To address these challenges, the PRA issued SS5/25, "Enhancing banks' and insurers' approaches to managing climate-related risks." The statement replaces SS3/19 in its entirety and expands the supervisory framework from four broad pillars to a more detailed structure covering governance, risk management, climate scenario analysis, data, disclosures, and sector-specific requirements.
The statement emphasizes that climate-related risks can affect traditional risk categories such as credit, market, operational, liquidity, underwriting, reserving, reputational, and litigation risk.
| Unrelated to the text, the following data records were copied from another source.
#[derive(Debug, Clone, Serialize, sqlx::FromRow)]
#[serde(rename_all = "camelCase")]
pub struct ReferenceRecord {
    pub id: i64,
    pub module_id: i64,
    pub label: String,
    pub url: String,
    pub display_order: i64,
}

#[derive(Debug, Clone, Serialize, sqlx::FromRow)]
#[serde(rename_all = "camelCase")]
pub struct QuestionRecord {
    pub id: i64,
    pub module_id: Option<i64>,
    pub question_text: String,
    pub option_a: String,
    pub option_b: String,
    pub option_c: String,
    pub option_d: String,
    pub correct_answer: String,
    pub explanation: String,
    pub question_set: i64,
}

impl QuestionRecord {
    pub fn option_text(&self, option: &str) -> Option<&str> {
        match option {
            "a" => Some(&self.option_a),
            "b" => Some(&self.option_b),
            "c" => Some(&self.option_c),
            "d" => Some(&self.option_d),
            _ => None,
        }
    }
}

/// Which question table a query targets.
#[derive(Debug, Clone, Copy, PartialEq, Eq)]
pub enum QuestionBank {
    KnowledgeCheck,
    FinalAssessment,
}

impl QuestionBank {
    fn select(self) -> &'static str {
        match self {
            QuestionBank::KnowledgeCheck => {
                r#"SELECT "id", "module_id", "question_text", "option_a", "option_b", "option_c",
                   "option_d", "correct_answer", "explanation", "question_set"
                   FROM "knowledge_check_questions""#
            }
            QuestionBank::FinalAssessment => {
                r#"SELECT "id", NULL AS "module_id", "question_text", "option_a", "option_b",
                   "option_c", "option_d", "correct_answer", "explanation", "question_set"
                   FROM "final_assessment_questions""#
            }
        }
    }
}

#[derive(Debug, Clone)]
pub struct NewModule {
    pub name: String,
    pub description: String,
    pub content: String,
    pub display_order: i64,
    pub estimated_minutes: i64,
    pub has_simulation: bool,
    pub simulation_type: Option<String>,
}

#[derive(Debug, Clone, Default)]
pub struct ModuleUpdate {
    pub name: Option<String>,
    pub description: Option<String>,
    pub content: Option<String>,
    pub has_simulation: Option<bool>,
    pub simulation_type: Option<Option<String>>,
}

#[derive(Debug, Clone)]
pub struct NewQuestion {
    pub module_id: Option<i64>,
    pub question_text: String,
    pub options: [String; 4],
    pub correct_answer: String,
    pub explanation: String,
    pub question_set: i64,
}

const MODULE_COLUMNS: &str = r#"
    "id", "name", "description", "content", "display_order", "estimated_minutes",
    "has_simulation", "simulation_type", "created_at", "updated_at"
"#;

pub async fn list_modules(proxy: &DatabaseProxy) -> Result<Vec<ModuleRecord>, sqlx::Error> {
    sqlx::query_as::<_, ModuleRecord>(&format!(
        r#"SELECT {MODULE_COLUMNS} FROM "modules" ORDER BY "display_order""#
    ))
    .fetch_all(proxy.pool())
    .await
}

pub async fn find_module(
    proxy: &DatabaseProxy,
    module_id: i64,
) -> Result<Option<ModuleRecord>, sqlx::Error> {
    sqlx::query_as::<_, ModuleRecord>(&format!(
        r#"SELECT {MODULE_COLUMNS} FROM "modules" WHERE "id" = ?"#
    ))
    .bind(module_id)
    .fetch_optional(proxy.pool())
    .await
}

pub async fn find_module_by_order(
    proxy: &DatabaseProxy,
    display_order: i64,
) -> Result<Option<ModuleRecord>, sqlx::Error> {
    sqlx::query_as::<_, ModuleRecord>(&format!(
        r#"SELECT {MODULE_COLUMNS} FROM "modules" WHERE "display_order" = ?"#
    ))
    .bind(display_order)
    .fetch_optional(proxy.pool())
    .await
}

pub async fn modules_by_simulation_type(
    proxy: &DatabaseProxy,
    simulation_type: &str,
) -> Result<Vec<ModuleRecord>, sqlx::Error> {
    sqlx::query_as::<_, ModuleRecord>(&format!(
        r#"
        SELECT {MODULE_COLUMNS} FROM "modules"
        WHERE "has_simulation" = 1 AND "simulation_type" = ?
        ORDER BY "display_order"
        "#
    ))
    .bind(simulation_type)
    .fetch_all(proxy.pool())
    .await
}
Rather than treating climate as a separate sustainability issue, firms are expected to incorporate climate-related risks into their existing prudential risk frameworks.
Key Requirements
SS5/25 establishes supervisory expectations across several areas:
Governance: Boards and senior management are expected to oversee climate-related risks and ensure they are considered in strategic decision-making.
Risk Management: Climate-related risks should be identified, assessed, monitored, and integrated into existing risk management frameworks.
Scenario Analysis: Firms should use climate scenario analysis to assess potential exposures and support long-term planning.
Data: Organizations are expected to understand data limitations, address material gaps, and improve climate-related data quality over time.
Disclosures: Public disclosures should be supported by appropriate governance, controls, and risk management processes.
Proportionality: Firms should apply the expectations in a manner proportionate to the scale and materiality of their climate-related risks.
The PRA also provides additional expectations specific to banking and insurance activities, reflecting differences in business models and risk exposures.
Current Status
SS5/25 took effect on 3 December 2025 and immediately replaced SS3/19 as the PRA's primary supervisory guidance on climate-related financial risks. The statement reflects the regulator's evolving approach to climate supervision, drawing on several years of supervisory experience and industry feedback since the publication of SS3/19 in 2019. The PRA has indicated that supervisory engagement will continue as firms implement the new expectations and climate risk management practices mature.